At other times, timelines are compressed, and access is limited. Obviously, we would require transparency and access as much as possible. These issues around process are more important to us than the structural differences between traditional LP secondaries and GP-leds.

How would you describe competitive dynamics in the secondaries market today, and how do you differentiate yourselves?

SB: The market is very competitive today. We are differentiated in an industry dominated by mega-funds, in that we are a small manager investing in small funds, which enables us to play below the radar. Although we operate at the smaller end of the spectrum, we bring a highly experienced and sophisticated team to these situations.

RM: I would emphasize again our ability to flex between traditional LP secondaries and GP-leds. I would also reiterate the importance of our primary network, which can allow us to identify deals that we might not otherwise see. It is not uncommon for us to hear about a deal coming together from the GP themselves, as opposed to an investment banker. That gives us the advantage of time to get up to speed.

Our primary relationships are also extremely useful when it comes to diligence. We principally invest with industry specialist managers that have deep expertise in their respective sectors. We can tap into that expertise if we need insight into a particular market, allowing us to either decline a deal or build conviction.

How would you describe supply/demand fundamentals in the secondaries industry from a fundraising perspective?

SB: Two years ago, secondaries fundraising hit extraordinary heights, with close to $90 billion of capital flowing into the asset class, compared to $20 billion to $30 billion in a typical year. So, I think we may see a bit of an overhang, particularly at the larger end. But I ultimately think this will pass and that we will return to historical fundraising norms.  Although a lot of money has been raised, dealflow is also abundant, and I do think the capital will be deployed.

“We believe that a secondaries investor needs to view the market holistically”
Steve Baker

RM: I agree that the situation is not as challenging as it may look from the outside. Certainly, a lot of money has been raised, but that fundraising activity has opened up the GP-led opportunity set. A market that was niche a few years ago is now routinely being considered as a portfolio management tool, as GPs get creative about how to engage with the secondaries industry for the benefit of their LPs.

What do you think the prospects are for secondaries returns in light of all this new money flowing into the asset class?

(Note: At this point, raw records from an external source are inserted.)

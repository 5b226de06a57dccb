//! Engine configuration.
//!
//! Every field has a default so an empty JSON object is a valid config file.
//! Environment variables override individual values after the file is read.

use std::collections::HashMap;
use std::path::Path;
use std::str::FromStr;
use std::time::Duration;

use log::{debug, info};
use rust_decimal::Decimal;
use rust_decimal_macros::dec;
use serde::{Deserialize, Serialize};

use crate::errors::{Error, Result};

pub const CONFIG_PATH_ENV: &str = "LEDGERFOLIO_CONFIG";
pub const QUOTE_TIMEOUT_ENV: &str = "LEDGERFOLIO_QUOTE_TIMEOUT_MS";
pub const TOP_HOLDINGS_ENV: &str = "LEDGERFOLIO_TOP_HOLDINGS";
pub const HUB_CLIENT_BUFFER_ENV: &str = "LEDGERFOLIO_HUB_CLIENT_BUFFER";
pub const PRICE_FEED_INTERVAL_ENV: &str = "LEDGERFOLIO_PRICE_FEED_INTERVAL_SECS";

#[derive(Debug, Clone, PartialEq, Serialize, Deserialize)]
#[serde(rename_all = "camelCase", default)]
pub struct EngineConfig {
    /// Upper bound on a single quote or profile call.
    pub quote_timeout_ms: u64,
    /// Number of holdings listed in the allocation top-N view.
    pub top_holdings: usize,
    /// Poll period of the background price feed.
    pub price_feed_interval_secs: u64,
    /// Symbols the price feed polls even when nobody subscribed to them.
    pub watchlist: Vec<String>,
    pub hub: HubConfig,
    pub risk: RiskModelConfig,
    pub symbols: SymbolTables,
}

impl Default for EngineConfig {
    fn default() -> Self {
        Self {
            quote_timeout_ms: 3_000,
            top_holdings: 10,
            price_feed_interval_secs: 15,
            watchlist: Vec::new(),
            hub: HubConfig::default(),
            risk: RiskModelConfig::default(),
            symbols: SymbolTables::default(),
        }
    }
}

#[derive(Debug, Clone, PartialEq, Serialize, Deserialize)]
#[serde(rename_all = "camelCase", default)]
pub struct HubConfig {
    /// Events queued per client before the oldest is dropped.
    pub client_buffer: usize,
    /// Capacity of the hub command channel.
    pub command_buffer: usize,
}

impl Default for HubConfig {
    fn default() -> Self {
        Self {
            client_buffer: 64,
            command_buffer: 1024,
        }
    }
}

/// Constants of the heuristic risk model.
#[derive(Debug, Clone, PartialEq, Serialize, Deserialize)]
#[serde(rename_all = "camelCase", default)]
pub struct RiskModelConfig {
    pub base_volatility: Decimal,
    pub concentration_weight: Decimal,
    pub risk_free_rate: Decimal,
    pub drawdown_multiplier: Decimal,
    pub var_z_score: Decimal,
    pub trading_days: u32,
}

impl Default for RiskModelConfig {
    fn default() -> Self {
        Self {
            base_volatility: dec!(0.20),
            concentration_weight: dec!(0.10),
            risk_free_rate: dec!(0.02),
            drawdown_multiplier: dec!(2.0),
            var_z_score: dec!(1.645),
            trading_days: 252,
        }
    }
}

/// Annual expected return and volatility for one symbol.
#[derive(Debug, Clone, Copy, PartialEq, Serialize, Deserialize)]
#[serde(rename_all = "camelCase")]
pub struct SymbolOutlook {
    pub expected_return: Decimal,
    pub volatility: Decimal,
}

/// Per-symbol lookup tables used by the risk model and the simulator.
#[derive(Debug, Clone, PartialEq, Serialize, Deserialize)]
#[serde(rename_all = "camelCase", default)]
pub struct SymbolTables {
    pub betas: HashMap<String, Decimal>,
    pub default_beta: Decimal,
    pub outlooks: HashMap<String, SymbolOutlook>,
    pub default_outlook: SymbolOutlook,
}

impl SymbolTables {
    pub fn beta(&self, symbol: &str) -> Decimal {
        self.betas
            .get(&symbol.to_uppercase())
            .copied()
            .unwrap_or(self.default_beta)
    }

    pub fn outlook(&self, symbol: &str) -> SymbolOutlook {
        self.outlooks
            .get(&symbol.to_uppercase())
            .copied()
            .unwrap_or(self.default_outlook)
    }
}

impl Default for SymbolTables {
    fn default() -> Self {
        let betas = [
            ("AAPL", dec!(1.2)),
            ("MSFT", dec!(0.9)),
            ("GOOGL", dec!(1.1)),
            ("AMZN", dec!(1.3)),
            ("TSLA", dec!(2.0)),
            ("NVDA", dec!(1.7)),
            ("META", dec!(1.3)),
            ("JPM", dec!(1.1)),
            ("JNJ", dec!(0.7)),
            ("SPY", dec!(1.0)),
        ]
        .into_iter()
        .map(|(s, b)| (s.to_string(), b))
        .collect();

        let outlooks = [
            ("AAPL", dec!(0.12), dec!(0.25)),
            ("MSFT", dec!(0.11), dec!(0.22)),
            ("GOOGL", dec!(0.10), dec!(0.28)),
            ("AMZN", dec!(0.13), dec!(0.32)),
            ("TSLA", dec!(0.15), dec!(0.55)),
            ("NVDA", dec!(0.18), dec!(0.45)),
            ("META", dec!(0.12), dec!(0.35)),
            ("SPY", dec!(0.08), dec!(0.16)),
        ]
        .into_iter()
        .map(|(s, r, v)| {
            (
                s.to_string(),
                SymbolOutlook {
                    expected_return: r,
                    volatility: v,
                },
            )
        })
        .collect();

        Self {
            betas,
            default_beta: Decimal::ONE,
            outlooks,
            default_outlook: SymbolOutlook {
                expected_return: dec!(0.08),
                volatility: dec!(0.25),
            },
        }
    }
}

impl EngineConfig {
    /// Reads a JSON config file.
    pub fn from_file(path: impl AsRef<Path>) -> Result<Self> {
        let path = path.as_ref();
        let raw = std::fs::read_to_string(path)
            .map_err(|e| Error::ConfigIO(format!("{}: {}", path.display(), e)))?;
        let config: EngineConfig = serde_json::from_str(&raw)?;
        info!("Loaded engine configuration from {}", path.display());
        config.validate()?;
        Ok(config)
    }

    /// Builds the configuration from `LEDGERFOLIO_CONFIG` plus individual overrides.
    pub fn from_env() -> Result<Self> {
        Self::from_lookup(|key| std::env::var(key).ok())
    }

    /// Same as [`from_env`](Self::from_env) with an injectable variable source.
    pub fn from_lookup<F>(lookup: F) -> Result<Self>
    where
        F: Fn(&str) -> Option<String>,
    {
        let mut config = match lookup(CONFIG_PATH_ENV) {
            Some(path) if !path.trim().is_empty() => Self::from_file(path.trim())?,
            _ => Self::default(),
        };

        if let Some(v) = parse_override(&lookup, QUOTE_TIMEOUT_ENV)? {
            config.quote_timeout_ms = v;
        }
        if let Some(v) = parse_override(&lookup, TOP_HOLDINGS_ENV)? {
            config.top_holdings = v;
        }
        if let Some(v) = parse_override(&lookup, HUB_CLIENT_BUFFER_ENV)? {
            config.hub.client_buffer = v;
        }
        if let Some(v) = parse_override(&lookup, PRICE_FEED_INTERVAL_ENV)? {
            config.price_feed_interval_secs = v;
        }

        config.validate()?;
        debug!("Engine configuration: {:?}", config);
        Ok(config)
    }

    pub fn validate(&self) -> Result<()> {
        if self.quote_timeout_ms == 0 {
            return Err(Error::InvalidConfigValue(
                "quoteTimeoutMs must be greater than zero".to_string(),
            ));
        }
        if self.price_feed_interval_secs == 0 {
            return Err(Error::InvalidConfigValue(
                "priceFeedIntervalSecs must be greater than zero".to_string(),
            ));
        }
        if self.hub.client_buffer == 0 || self.hub.command_buffer == 0 {
            return Err(Error::InvalidConfigValue(
                "hub buffers must be greater than zero".to_string(),
            ));
        }
        if self.risk.trading_days == 0 {
            return Err(Error::InvalidConfigValue(
                "risk.tradingDays must be greater than zero".to_string(),
            ));
        }

        let risk = &self.risk;
        let constants = [
            ("risk.baseVolatility", risk.base_volatility),
            ("risk.concentrationWeight", risk.concentration_weight),
            ("risk.riskFreeRate", risk.risk_free_rate),
            ("risk.drawdownMultiplier", risk.drawdown_multiplier),
            ("risk.varZScore", risk.var_z_score),
        ];
        if let Some((name, _)) = constants.iter().find(|(_, v)| v.is_sign_negative()) {
            return Err(Error::InvalidConfigValue(format!(
                "{} must not be negative",
                name
            )));
        }
        Ok(())
    }

    pub fn quote_timeout(&self) -> Duration {
        Duration::from_millis(self.quote_timeout_ms)
    }

    pub fn price_feed_interval(&self) -> Duration {
        Duration::from_secs(self.price_feed_interval_secs)
    }
}

fn parse_override<F, T>(lookup: &F, key: &str) -> Result<Option<T>>
where
    F: Fn(&str) -> Option<String>,
    T: FromStr,
{
    match lookup(key) {
        None => Ok(None),
        Some(raw) => raw
            .trim()
            .parse::<T>()
            .map(Some)
            .map_err(|_| Error::InvalidConfigValue(format!("{}='{}'", key, raw))),
    }
}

SB: I don’t think it is as simple as saying that lots of capital equates to lower returns. The biggest determinants of returns are the price you pay for an asset and the price you sell it for. Public markets are currently robust, and fundraising for direct investors is strong. In that context, I think you can expect returns to remain solid. If we do end up operating in a more challenging economy, however, returns may suffer because of the implications for the exit environment.

RM: Our underwriting hasn’t changed. We are still underwriting to the same returns, on an unlevered basis, as we have done since inception of the program. But we are having to review more and more opportunities and be increasingly selective in order to achieve those results.

If we do experience a significant market correction, what would that mean for dealflow in both the GP- and LP-led space?

RM: I think GPs might look for ways to postpone selling their portfolio companies, as they wait for a more favorable exit environment. That could potentially make for a very exciting secondaries opportunity.

SB: I think it could also create opportunities on the LP side. LP dealflow was slow in 2020 because the market correction was short-lived. But if we were to enter into a more protracted downturn, investors might find themselves facing the denominator effect. If the overall portfolio loses value, they may have to sell private assets in order to rebalance.

If the cycle turns, I think it could make for a very interesting environment for secondaries buyers.